E pronto, chega de reportagem, que ninguém me paga o desgaste de material. Hoje é dia do Livro. Força, leiam um livrinho e que vos saiba! E que vos alegre a alma ou lá o que temos, um livro mesmo pequenino, tem muita serventia nem que seja para amparar o pé manco de uma mesa.

Na gravura: Três cachimbos de Carelman (Catalogo dos objectos impossíveis), a saber e de cima para baixo: cachimbo com fornilho posterior para fumadores que se incomodam com o fumo; cachimbo de fornilho alto para efeitos semelhantes; cachimbo duplo para apreciadores de misturas, basta pôr tabacos diferentes em cada fornilho e dar ao pulmão.Esta gravura é obviamente um sinal de preito e menagem ao Manuel.

2 comentários:

O meu olhar disse...

Olá MCR. Tenho pena de não ter ido a Matosinhos.

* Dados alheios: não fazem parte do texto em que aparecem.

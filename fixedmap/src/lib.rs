pub mod bucket;
pub mod error;
pub mod layout;
pub mod slot;
pub mod store;
pub mod table;

pub use error::{Result, TableError};
pub use layout::ValueKind;
pub use store::MmapFile;
pub use table::FixedTable;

Bem tentamos acelerar para chegar a tempo ao Porto mas, nada feito. Na Serra o tempo tem outra dimensão e quando damos conta… é sempre tarde para tudo o mais. Gostava muito de estar convosco. Quando a Kami ligou disse logo que sim, que ia. Paciência. Temos que marcar um almoço ou um jantar.
Um abraço

ferreira disse...

Marcelo...Fim de tarde e noite...para lembrar...maravilhoso!
ah, gostei de conhecer a Kamikaze e JAB.
De estar consigo é aquela ...cumplicidade.